Your response should consist of the data that follows, repeated in full without alteration.

Segment Start: Source material

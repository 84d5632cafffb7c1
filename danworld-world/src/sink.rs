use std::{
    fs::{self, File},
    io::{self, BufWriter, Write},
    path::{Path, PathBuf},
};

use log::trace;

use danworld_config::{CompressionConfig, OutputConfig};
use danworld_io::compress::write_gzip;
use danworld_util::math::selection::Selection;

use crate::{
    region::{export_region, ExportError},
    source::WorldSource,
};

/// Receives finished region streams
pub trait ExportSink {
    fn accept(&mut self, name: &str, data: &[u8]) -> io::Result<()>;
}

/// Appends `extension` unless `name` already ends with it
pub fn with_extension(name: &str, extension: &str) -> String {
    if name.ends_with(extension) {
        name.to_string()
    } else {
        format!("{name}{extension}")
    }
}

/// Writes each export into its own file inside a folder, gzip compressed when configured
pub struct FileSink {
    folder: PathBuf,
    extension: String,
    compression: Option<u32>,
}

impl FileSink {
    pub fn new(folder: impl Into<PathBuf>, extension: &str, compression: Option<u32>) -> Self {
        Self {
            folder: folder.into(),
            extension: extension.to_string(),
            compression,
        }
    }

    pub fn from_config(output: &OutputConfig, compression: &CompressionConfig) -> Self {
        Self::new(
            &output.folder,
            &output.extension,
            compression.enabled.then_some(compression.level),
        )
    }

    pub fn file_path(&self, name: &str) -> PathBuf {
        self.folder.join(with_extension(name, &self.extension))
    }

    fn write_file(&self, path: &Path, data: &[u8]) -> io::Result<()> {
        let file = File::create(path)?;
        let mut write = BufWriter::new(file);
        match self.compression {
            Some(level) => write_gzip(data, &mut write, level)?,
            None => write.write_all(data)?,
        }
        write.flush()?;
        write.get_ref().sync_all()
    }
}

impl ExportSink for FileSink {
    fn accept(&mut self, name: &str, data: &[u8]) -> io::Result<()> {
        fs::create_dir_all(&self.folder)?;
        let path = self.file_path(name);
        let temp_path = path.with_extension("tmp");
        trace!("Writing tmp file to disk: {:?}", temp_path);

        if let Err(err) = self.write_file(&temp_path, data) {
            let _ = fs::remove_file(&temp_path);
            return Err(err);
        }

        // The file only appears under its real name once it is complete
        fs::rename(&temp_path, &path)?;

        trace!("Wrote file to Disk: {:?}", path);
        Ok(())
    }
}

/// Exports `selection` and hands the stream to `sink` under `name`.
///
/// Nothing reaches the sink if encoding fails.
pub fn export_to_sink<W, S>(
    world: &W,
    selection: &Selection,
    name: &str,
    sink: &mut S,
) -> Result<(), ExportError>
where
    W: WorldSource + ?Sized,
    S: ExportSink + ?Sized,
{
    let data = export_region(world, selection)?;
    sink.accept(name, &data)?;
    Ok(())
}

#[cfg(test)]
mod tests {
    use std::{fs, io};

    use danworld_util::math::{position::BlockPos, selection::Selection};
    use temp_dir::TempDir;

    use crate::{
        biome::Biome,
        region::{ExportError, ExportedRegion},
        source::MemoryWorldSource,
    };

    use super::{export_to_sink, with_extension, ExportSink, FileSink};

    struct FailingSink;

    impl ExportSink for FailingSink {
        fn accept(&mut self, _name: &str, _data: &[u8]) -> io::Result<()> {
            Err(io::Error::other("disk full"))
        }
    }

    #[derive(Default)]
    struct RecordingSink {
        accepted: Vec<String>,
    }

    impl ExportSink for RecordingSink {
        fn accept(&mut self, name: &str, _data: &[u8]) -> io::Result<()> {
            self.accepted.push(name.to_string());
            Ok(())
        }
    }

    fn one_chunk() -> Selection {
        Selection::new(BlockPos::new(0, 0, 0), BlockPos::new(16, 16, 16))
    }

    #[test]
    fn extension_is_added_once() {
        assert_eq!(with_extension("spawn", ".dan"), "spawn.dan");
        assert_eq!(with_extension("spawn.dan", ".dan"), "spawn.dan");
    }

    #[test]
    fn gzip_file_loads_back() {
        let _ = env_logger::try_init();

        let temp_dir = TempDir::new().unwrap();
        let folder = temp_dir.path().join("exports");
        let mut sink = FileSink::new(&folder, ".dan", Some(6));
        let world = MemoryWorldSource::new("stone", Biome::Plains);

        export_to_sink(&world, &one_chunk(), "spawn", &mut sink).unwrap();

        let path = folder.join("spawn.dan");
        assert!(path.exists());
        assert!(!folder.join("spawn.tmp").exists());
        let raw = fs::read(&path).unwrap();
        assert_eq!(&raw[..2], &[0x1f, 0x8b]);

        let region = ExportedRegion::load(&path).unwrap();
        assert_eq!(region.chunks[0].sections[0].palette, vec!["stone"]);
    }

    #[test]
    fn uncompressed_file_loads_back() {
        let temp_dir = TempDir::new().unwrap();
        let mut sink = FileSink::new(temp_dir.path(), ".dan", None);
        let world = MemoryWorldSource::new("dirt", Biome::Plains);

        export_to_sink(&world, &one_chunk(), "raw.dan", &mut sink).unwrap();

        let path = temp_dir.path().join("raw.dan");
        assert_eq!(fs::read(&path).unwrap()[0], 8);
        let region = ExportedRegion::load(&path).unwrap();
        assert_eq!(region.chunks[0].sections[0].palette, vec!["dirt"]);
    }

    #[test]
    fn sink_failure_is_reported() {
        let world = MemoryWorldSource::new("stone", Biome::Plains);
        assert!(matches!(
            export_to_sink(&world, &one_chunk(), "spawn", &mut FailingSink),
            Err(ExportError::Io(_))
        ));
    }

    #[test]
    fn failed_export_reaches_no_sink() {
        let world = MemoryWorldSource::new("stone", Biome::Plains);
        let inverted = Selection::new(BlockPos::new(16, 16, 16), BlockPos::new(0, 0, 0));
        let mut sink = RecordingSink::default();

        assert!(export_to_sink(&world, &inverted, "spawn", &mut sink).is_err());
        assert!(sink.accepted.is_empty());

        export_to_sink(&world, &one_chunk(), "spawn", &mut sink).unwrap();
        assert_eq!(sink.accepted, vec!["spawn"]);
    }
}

Segment End: Source material

▶ Worked solution
repository 84d5632cafffb7c1
filename danworld-world/src/sink.rs
use std::{
    fs::{self, File},
    io::{self, BufWriter, Write},
    path::{Path, PathBuf},
};

use log::trace;

use danworld_config::{CompressionConfig, OutputConfig};
use danworld_io::compress::write_gzip;
use danworld_util::math::selection::Selection;

use crate::{
    region::{export_region, ExportError},
    source::WorldSource,
};

/// Receives finished region streams
pub trait ExportSink {
    fn accept(&mut self, name: &str, data: &[u8]) -> io::Result<()>;
}

/// Appends `extension` unless `name` already ends with it
pub fn with_extension(name: &str, extension: &str) -> String {
    if name.ends_with(extension) {
        name.to_string()
    } else {
        format!("{name}{extension}")
    }
}

/// Writes each export into its own file inside a folder, gzip compressed when configured
pub struct FileSink {
    folder: PathBuf,
    extension: String,
    compression: Option<u32>,
}

impl FileSink {
    pub fn new(folder: impl Into<PathBuf>, extension: &str, compression: Option<u32>) -> Self {
        Self {
            folder: folder.into(),
            extension: extension.to_string(),
            compression,
        }
    }

    pub fn from_config(output: &OutputConfig, compression: &CompressionConfig) -> Self {
        Self::new(
            &output.folder,
            &output.extension,
            compression.enabled.then_some(compression.level),
        )
    }

    pub fn file_path(&self, name: &str) -> PathBuf {
        self.folder.join(with_extension(name, &self.extension))
    }

    fn write_file(&self, path: &Path, data: &[u8]) -> io::Result<()> {
        let file = File::create(path)?;
        let mut write = BufWriter::new(file);
        match self.compression {
            Some(level) => write_gzip(data, &mut write, level)?,
            None => write.write_all(data)?,
        }
        write.flush()?;
        write.get_ref().sync_all()
    }
}

impl ExportSink for FileSink {
    fn accept(&mut self, name: &str, data: &[u8]) -> io::Result<()> {
        fs::create_dir_all(&self.folder)?;
        let path = self.file_path(name);
        let temp_path = path.with_extension("tmp");
        trace!("Writing tmp file to disk: {:?}", temp_path);

        if let Err(err) = self.write_file(&temp_path, data) {
            let _ = fs::remove_file(&temp_path);
            return Err(err);
        }

        // The file only appears under its real name once it is complete
        fs::rename(&temp_path, &path)?;

        trace!("Wrote file to Disk: {:?}", path);
        Ok(())
    }
}

/// Exports `selection` and hands the stream to `sink` under `name`.
///
/// Nothing reaches the sink if encoding fails.
pub fn export_to_sink<W, S>(
    world: &W,
    selection: &Selection,
    name: &str,
    sink: &mut S,
) -> Result<(), ExportError>
where
    W: WorldSource + ?Sized,
    S: ExportSink + ?Sized,
{
    let data = export_region(world, selection)?;
    sink.accept(name, &data)?;
    Ok(())
}

#[cfg(test)]
mod tests {
    use std::{fs, io};

    use danworld_util::math::{position::BlockPos, selection::Selection};
    use temp_dir::TempDir;

    use crate::{
        biome::Biome,
        region::{ExportError, ExportedRegion},
        source::MemoryWorldSource,
    };

    use super::{export_to_sink, with_extension, ExportSink, FileSink};

    struct FailingSink;

    impl ExportSink for FailingSink {
        fn accept(&mut self, _name: &str, _data: &[u8]) -> io::Result<()> {
            Err(io::Error::other("disk full"))
        }
    }

    #[derive(Default)]
    struct RecordingSink {
        accepted: Vec<String>,
    }

    impl ExportSink for RecordingSink {
        fn accept(&mut self, name: &str, _data: &[u8]) -> io::Result<()> {
            self.accepted.push(name.to_string());
            Ok(())
        }
    }

    fn one_chunk() -> Selection {
        Selection::new(BlockPos::new(0, 0, 0), BlockPos::new(16, 16, 16))
    }

    #[test]
    fn extension_is_added_once() {
        assert_eq!(with_extension("spawn", ".dan"), "spawn.dan");
        assert_eq!(with_extension("spawn.dan", ".dan"), "spawn.dan");
    }

    #[test]
    fn gzip_file_loads_back() {
        let _ = env_logger::try_init();

        let temp_dir = TempDir::new().unwrap();
        let folder = temp_dir.path().join("exports");
        let mut sink = FileSink::new(&folder, ".dan", Some(6));
        let world = MemoryWorldSource::new("stone", Biome::Plains);

        export_to_sink(&world, &one_chunk(), "spawn", &mut sink).unwrap();

        let path = folder.join("spawn.dan");
        assert!(path.exists());
        assert!(!folder.join("spawn.tmp").exists());
        let raw = fs::read(&path).unwrap();
        assert_eq!(&raw[..2], &[0x1f, 0x8b]);

        let region = ExportedRegion::load(&path).unwrap();
        assert_eq!(region.chunks[0].sections[0].palette, vec!["stone"]);
    }

    #[test]
    fn uncompressed_file_loads_back() {
        let temp_dir = TempDir::new().unwrap();
        let mut sink = FileSink::new(temp_dir.path(), ".dan", None);
        let world = MemoryWorldSource::new("dirt", Biome::Plains);

        export_to_sink(&world, &one_chunk(), "raw.dan", &mut sink).unwrap();

        let path = temp_dir.path().join("raw.dan");
        assert_eq!(fs::read(&path).unwrap()[0], 8);
        let region = ExportedRegion::load(&path).unwrap();
        assert_eq!(region.chunks[0].sections[0].palette, vec!["dirt"]);
    }

    #[test]
    fn sink_failure_is_reported() {
        let world = MemoryWorldSource::new("stone", Biome::Plains);
        assert!(matches!(
            export_to_sink(&world, &one_chunk(), "spawn", &mut FailingSink),
            Err(ExportError::Io(_))
        ));
    }

    #[test]
    fn failed_export_reaches_no_sink() {
        let world = MemoryWorldSource::new("stone", Biome::Plains);
        let inverted = Selection::new(BlockPos::new(16, 16, 16), BlockPos::new(0, 0, 0));
        let mut sink = RecordingSink::default();

        assert!(export_to_sink(&world, &inverted, "spawn", &mut sink).is_err());
        assert!(sink.accepted.is_empty());

        export_to_sink(&world, &one_chunk(), "spawn", &mut sink).unwrap();
        assert_eq!(sink.accepted, vec!["spawn"]);
    }
}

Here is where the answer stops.